However, it should be noted that in the present experiment
subjects only observed movements but did not perform the
observed actions. Therefore, it cannot derive from the
present data whether during the imitation of actions there
would be identical neural activity as during their
observation.
Several studies have shown that alpha is the prevailing
frequency of coupling during repetitive finger movements
(Manganotti et al. 1998; Pollok et al. 2005; Toma et al.

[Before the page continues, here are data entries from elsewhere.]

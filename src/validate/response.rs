use std::borrow::Cow;

use serde_json::Value;
use tracing::debug;

use super::body::{has_response_body, parse_json_safely};
use super::fields::has_required_fields;
use super::performance::DurationCheck;
use super::result::ValidationResult;
use super::status::is_successful;

/// Runs the standard checks for one response and collects every failure.
///
/// A string `body` is parsed as JSON before the required-field check, which
/// is skipped when `required_fields` is empty. The duration is only enforced
/// when a [`DurationCheck`] is supplied.
#[must_use]
pub fn validate_response(
    status: u16,
    body: &Value,
    required_fields: &[&str],
    duration: Option<DurationCheck>,
) -> ValidationResult {
    let mut errors = Vec::new();

    if !is_successful(status) {
        errors.push(format!("Expected 2xx status, got {}", status));
    }

    if !has_response_body(body) {
        errors.push("Response body is empty".to_owned());
    }

    if !required_fields.is_empty() {
        let parsed = match body {
            Value::String(text) => Cow::Owned(parse_json_safely(text).unwrap_or(Value::Null)),
            Value::Null | Value::Bool(_) | Value::Number(_) | Value::Array(_) | Value::Object(_) => {
                Cow::Borrowed(body)
            }
        };
        let fields_result = has_required_fields(&parsed, required_fields);
        if !fields_result.valid {
            errors.push(format!(
                "Missing required fields: {}",
                fields_result.missing.join(", ")
            ));
        }
    }

    if let Some(check) = duration
        && !check.passes()
    {
        errors.push(format!(
            "Response time {}ms is outside the {}ms limit",
            check.observed_ms, check.max_ms
        ));
    }

    if !errors.is_empty() {
        debug!(status, ?errors, "Response validation failed");
    }
    ValidationResult::from_errors(errors)
}
#![no_main]

use libfuzzer_sys::fuzz_target;
use loadkit::config::types::ConfigFile;
use loadkit::request::ACCEPT_HEADER;

fuzz_target!(|data: &[u8]| {
    if let Ok(input) = std::str::from_utf8(data) {
        if let Ok(config) = toml::from_str::<ConfigFile>(input) {
            if let Some(base) = config.base_url.as_deref() {
                if let Ok(builder) = loadkit::config::build_request_builder(base, Some(&config)) {
                    debug_assert!(builder.header(ACCEPT_HEADER).is_some());
                }
            }
        }
    }
});
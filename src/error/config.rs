use super::RequestError;
use std::path::PathBuf;
use thiserror::Error;

#[derive(Debug, Error)]
pub enum ConfigError {
    #[error("Failed to read config '{path}': {source}")]
    ReadConfig {
        path: PathBuf,
        #[source]
        source: std::io::Error,
    },
    #[error("Failed to parse TOML config '{path}': {source}")]
    ParseToml {
        path: PathBuf,
        #[source]
        source: toml::de::Error,
    },
    #[error("Failed to parse JSON config '{path}': {source}")]
    ParseJson {
        path: PathBuf,
        #[source]
        source: serde_json::Error,
    },
    #[error("Unsupported config extension '{ext}'. Use .toml or .json.")]
    UnsupportedExtension { ext: String },
    #[error("Config file must have .toml or .json extension.")]
    MissingExtension,
    #[error("Invalid header format: '{value}'. Expected 'Key: Value'")]
    InvalidHeaderFormat { value: String },
    #[error("Invalid schema entry '{value}'. Expected 'field=type'.")]
    InvalidSchemaEntry { value: String },
    #[error("Unknown type name '{value}'. Use string, number, boolean, object, array, or null.")]
    UnknownTypeName { value: String },
    #[error("Invalid query parameter '{value}'. Expected 'key=value'.")]
    InvalidQueryParam { value: String },
    #[error("Invalid boolean '{value}'. Expected true/false, yes/no, on/off, or 1/0.")]
    InvalidBoolean { value: String },
    #[error("Missing base URL (set --base-url, LOADKIT_BASE_URL, or base_url in config).")]
    MissingBaseUrl,
    #[error("Invalid request settings in config: {source}")]
    InvalidRequest {
        #[source]
        source: RequestError,
    },
    #[cfg(test)]
    #[error("Test expectation failed: {message}")]
    TestExpectation { message: &'static str },
    #[cfg(test)]
    #[error("Test expectation failed: {message}: {value}")]
    TestExpectationValue {
        message: &'static str,
        value: String,
    },
}
use serde_json::Value;
use tracing::debug;

/// Returns `true` when `text` is non-blank and parses as JSON.
#[must_use]
pub fn is_valid_json(text: &str) -> bool {
    if text.trim().is_empty() {
        return false;
    }
    parse_json_safely(text).is_some()
}

/// Parses `text` as JSON, returning `None` instead of an error.
#[must_use]
pub fn parse_json_safely(text: &str) -> Option<Value> {
    serde_json::from_str(text)
        .inspect_err(|err| debug!("Response body is not valid JSON: {}", err))
        .ok()
}

/// Reports whether a response carried anything.
///
/// `Null`, blank strings, and objects or arrays without entries count as
/// empty. Numbers and booleans always count as a body.
#[must_use]
pub fn has_response_body(body: &Value) -> bool {
    match body {
        Value::Null => false,
        Value::String(text) => !text.trim().is_empty(),
        Value::Object(map) => !map.is_empty(),
        Value::Array(items) => !items.is_empty(),
        Value::Bool(_) | Value::Number(_) => true,
    }
}
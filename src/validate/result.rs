use serde::Serialize;

/// Outcome of a validation call. Built fresh per call and never mutated by
/// the validators afterwards.
#[derive(Debug, Clone, PartialEq, Eq, Serialize)]
pub struct ValidationResult {
    pub valid: bool,
    #[serde(skip_serializing_if = "Option::is_none")]
    pub message: Option<String>,
    #[serde(skip_serializing_if = "Option::is_none")]
    pub details: Option<ValidationDetails>,
}

/// Why a validation failed.
#[derive(Debug, Clone, PartialEq, Eq, Serialize)]
#[serde(untagged)]
pub enum ValidationDetails {
    /// Independent failures collected by the aggregate response check.
    Errors { errors: Vec<String> },
    /// Required fields that were absent, and those present but `null`.
    Fields {
        missing: Vec<String>,
        null: Vec<String>,
    },
    /// Fields whose runtime type did not match the schema.
    Schema { mismatches: Vec<TypeMismatch> },
}

#[derive(Debug, Clone, PartialEq, Eq, Serialize)]
pub struct TypeMismatch {
    pub field: String,
    pub expected: String,
    /// `None` when the field was absent.
    pub actual: Option<&'static str>,
}

/// Result of [`super::has_required_fields`]. `missing` keeps the order of
/// the requested field names.
#[derive(Debug, Clone, PartialEq, Eq, Serialize)]
pub struct FieldValidationResult {
    pub valid: bool,
    pub missing: Vec<String>,
}

impl ValidationResult {
    #[must_use]
    pub fn passed(message: &str) -> Self {
        Self {
            valid: true,
            message: Some(message.to_owned()),
            details: None,
        }
    }

    #[must_use]
    pub fn failed(message: String, details: ValidationDetails) -> Self {
        Self {
            valid: false,
            message: Some(message),
            details: Some(details),
        }
    }

    /// Valid iff `errors` is empty.
    #[must_use]
    pub fn from_errors(errors: Vec<String>) -> Self {
        if errors.is_empty() {
            return Self::passed("Response validation passed");
        }
        let message = format!("Response validation failed with {} error(s)", errors.len());
        Self::failed(message, ValidationDetails::Errors { errors })
    }

    /// Human-readable failure reasons. Empty for a passing result.
    #[must_use]
    pub fn reasons(&self) -> Vec<String> {
        match (&self.details, self.valid) {
            (Some(details), _) => details.describe(),
            (None, true) => Vec::new(),
            (None, false) => self.message.iter().cloned().collect(),
        }
    }

    /// Folds two results into one error list; valid iff both are.
    #[must_use]
    pub fn merge(self, other: Self) -> Self {
        if self.valid && other.valid {
            return self;
        }
        let mut errors = self.reasons();
        errors.extend(other.reasons());
        Self::from_errors(errors)
    }
}

impl ValidationDetails {
    #[must_use]
    pub fn describe(&self) -> Vec<String> {
        match self {
            Self::Errors { errors } => errors.clone(),
            Self::Fields { missing, null } => missing
                .iter()
                .map(|field| format!("Missing required field '{}'", field))
                .chain(
                    null.iter()
                        .map(|field| format!("Required field '{}' is null", field)),
                )
                .collect(),
            Self::Schema { mismatches } => mismatches.iter().map(TypeMismatch::describe).collect(),
        }
    }
}

impl TypeMismatch {
    #[must_use]
    pub fn describe(&self) -> String {
        self.actual.map_or_else(
            || {
                format!(
                    "Field '{}' expected type {}, but it is missing",
                    self.field, self.expected
                )
            },
            |actual| {
                format!(
                    "Field '{}' expected type {}, got {}",
                    self.field, self.expected, actual
                )
            },
        )
    }
}
use clap::{Args, Parser, Subcommand};
use std::path::PathBuf;

use loadkit::config::{BASE_URL_ENV, parse_header, parse_query_param, parse_schema_entry};
use loadkit::validate::JsonType;

use super::parsers::{parse_bool_env, parse_millis_arg};

#[derive(Debug, Parser, Clone)]
#[clap(
    version,
    about = "Build requests and check responses for HTTP load-test scripts."
)]
pub struct CliArgs {
    #[command(subcommand)]
    pub command: Command,

    /// Path to config file (TOML or JSON)
    #[arg(long = "config", short = 'c', global = true)]
    pub config: Option<String>,

    /// Enable debug logging
    #[arg(long = "verbose", short = 'v', global = true)]
    pub verbose: bool,

    /// Disable colored log output
    #[arg(long = "no-color", env = "NO_COLOR", value_parser = parse_bool_env, global = true)]
    pub no_color: bool,
}

#[derive(Debug, Subcommand, Clone)]
pub enum Command {
    /// Print the URL built from the base endpoint, a path, and query parameters
    Url(UrlArgs),
    /// Print a JSON value re-serialized as a compact payload
    Payload(PayloadArgs),
    /// Print the header set after applying config and flags
    Headers(HeadersArgs),
    /// Validate a recorded response and print the aggregate result
    Check(CheckArgs),
}

#[derive(Debug, Args, Clone)]
pub struct UrlArgs {
    /// Endpoint path appended to the base URL
    #[arg(default_value = "")]
    pub path: String,

    /// Query parameter as key=value (repeatable; empty values are dropped)
    #[arg(long = "query", short = 'q', value_parser = parse_query_param)]
    pub query: Vec<(String, Option<String>)>,

    /// Base URL (overrides config)
    #[arg(long = "base-url", short = 'b', env = BASE_URL_ENV)]
    pub base_url: Option<String>,
}

#[derive(Debug, Args, Clone)]
pub struct PayloadArgs {
    /// JSON text, or @path to read it from a file
    pub data: String,
}

#[derive(Debug, Args, Clone)]
pub struct HeadersArgs {
    /// Header as 'Key: Value' (repeatable)
    #[arg(long = "header", short = 'H', value_parser = parse_header)]
    pub headers: Vec<(String, String)>,

    /// Header name to remove after the others are applied (repeatable)
    #[arg(long = "remove")]
    pub remove: Vec<String>,

    /// Content-Type header value
    #[arg(long = "content-type")]
    pub content_type: Option<String>,

    /// Bearer token for the Authorization header
    #[arg(long = "bearer")]
    pub bearer: Option<String>,

    /// Basic auth credentials as username:password
    #[arg(long = "basic-auth")]
    pub basic_auth: Option<String>,

    /// Base URL (overrides config)
    #[arg(long = "base-url", short = 'b', env = BASE_URL_ENV)]
    pub base_url: Option<String>,
}

#[derive(Debug, Args, Clone)]
pub struct CheckArgs {
    /// HTTP status code of the response
    #[arg(long = "status", short = 's')]
    pub status: u16,

    /// Response body text
    #[arg(long = "body", conflicts_with = "body_file")]
    pub body: Option<String>,

    /// File holding the response body
    #[arg(long = "body-file")]
    pub body_file: Option<PathBuf>,

    /// Field that must be present in the JSON body (repeatable)
    #[arg(long = "require", short = 'r')]
    pub require: Vec<String>,

    /// Expected field type as field=type (repeatable)
    #[arg(long = "schema", value_parser = parse_schema_entry)]
    pub schema: Vec<(String, JsonType)>,

    /// Exact status the response must have
    #[arg(long = "expect-status")]
    pub expect_status: Option<u16>,

    /// Minimum number of items when the body is a JSON array
    #[arg(long = "min-items")]
    pub min_items: Option<usize>,

    /// Observed response time in milliseconds
    #[arg(long = "duration-ms", value_parser = parse_millis_arg)]
    pub duration_ms: Option<f64>,

    /// Maximum allowed response time in milliseconds
    #[arg(long = "max-duration-ms", value_parser = parse_millis_arg)]
    pub max_duration_ms: Option<f64>,
}
use crate::error::ConfigError;
use crate::validate::JsonType;

/// Parses `Key: Value`, trimming both sides.
///
/// # Errors
///
/// Returns an error when the colon is missing.
pub fn parse_header(s: &str) -> Result<(String, String), ConfigError> {
    match s.split_once(':') {
        Some((key, value)) => Ok((key.trim().to_owned(), value.trim().to_owned())),
        None => Err(ConfigError::InvalidHeaderFormat {
            value: s.to_owned(),
        }),
    }
}

/// Parses `field=type` for schema checks.
///
/// # Errors
///
/// Returns an error when the `=` is missing, the field is empty, or the type
/// name is unknown.
pub fn parse_schema_entry(s: &str) -> Result<(String, JsonType), ConfigError> {
    let (field, type_name) = s
        .split_once('=')
        .ok_or_else(|| ConfigError::InvalidSchemaEntry {
            value: s.to_owned(),
        })?;
    let field = field.trim();
    if field.is_empty() {
        return Err(ConfigError::InvalidSchemaEntry {
            value: s.to_owned(),
        });
    }
    let json_type = type_name
        .parse::<JsonType>()
        .map_err(|_err| ConfigError::UnknownTypeName {
            value: type_name.trim().to_owned(),
        })?;
    Ok((field.to_owned(), json_type))
}

/// Parses `key=value`. A bare `key` or `key=` yields `None` for the value, so
/// the parameter is dropped when the URL is built.
///
/// # Errors
///
/// Returns an error when the key is empty.
pub fn parse_query_param(s: &str) -> Result<(String, Option<String>), ConfigError> {
    let (key, value) = s.split_once('=').unwrap_or((s, ""));
    if key.is_empty() {
        return Err(ConfigError::InvalidQueryParam {
            value: s.to_owned(),
        });
    }
    let value = (!value.is_empty()).then(|| value.to_owned());
    Ok((key.to_owned(), value))
}
//! Core library for the `loadkit` CLI.
//!
//! Two independent pieces sit around a single HTTP exchange in a load-test
//! script: [`request::RequestBuilder`] prepares URLs, headers, and JSON
//! payloads, and [`validate`] checks the status, body, and timing that come
//! back. Neither performs I/O; the HTTP client, virtual-user scheduling, and
//! metrics belong to the load-testing runtime driving the script.
pub mod config;
pub mod error;
pub mod request;
pub mod validate;

#[cfg(feature = "fuzzing")]
pub mod fuzzing;
use indexmap::IndexMap;
use serde::Deserialize;

use crate::validate::JsonType;

#[derive(Debug, Default, Deserialize)]
pub struct ConfigFile {
    #[serde(alias = "base_endpoint")]
    pub base_url: Option<String>,
    pub headers: Option<Vec<String>>,
    pub content_type: Option<String>,
    pub bearer_token: Option<String>,
    pub basic_auth: Option<String>,
    pub check: Option<CheckConfig>,
}

/// Defaults for `loadkit check`; flags given on the command line win.
#[derive(Debug, Default, Deserialize, Clone)]
pub struct CheckConfig {
    pub expected_status: Option<u16>,
    pub required_fields: Option<Vec<String>>,
    pub schema: Option<IndexMap<String, JsonType>>,
    pub max_duration_ms: Option<f64>,
    pub min_items: Option<usize>,
}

2002). These results are in line with findings of Calmels
et al. (2006). They found alpha synchronization over
fronto-central brain regions during both action execution
and observation. The comparison of the oscillatory brain
activity during observation of biological and non-biological motion makes obvious that this specialized 810 Hz
network underlies predominately the observation of finger
movements. This is further evidence for mirror neurons,
which seem to be tuned for observation of biological
actions. Motor-relevant regions were in addition coupled to
the PPC at lower alpha frequency in the present study. This
confirms the assumption that the PPC is functionally linked
to the MNS. These findings are also underpinned by the
fact that there was no similar pattern for the non-biological
movement condition (compared with a resting condition).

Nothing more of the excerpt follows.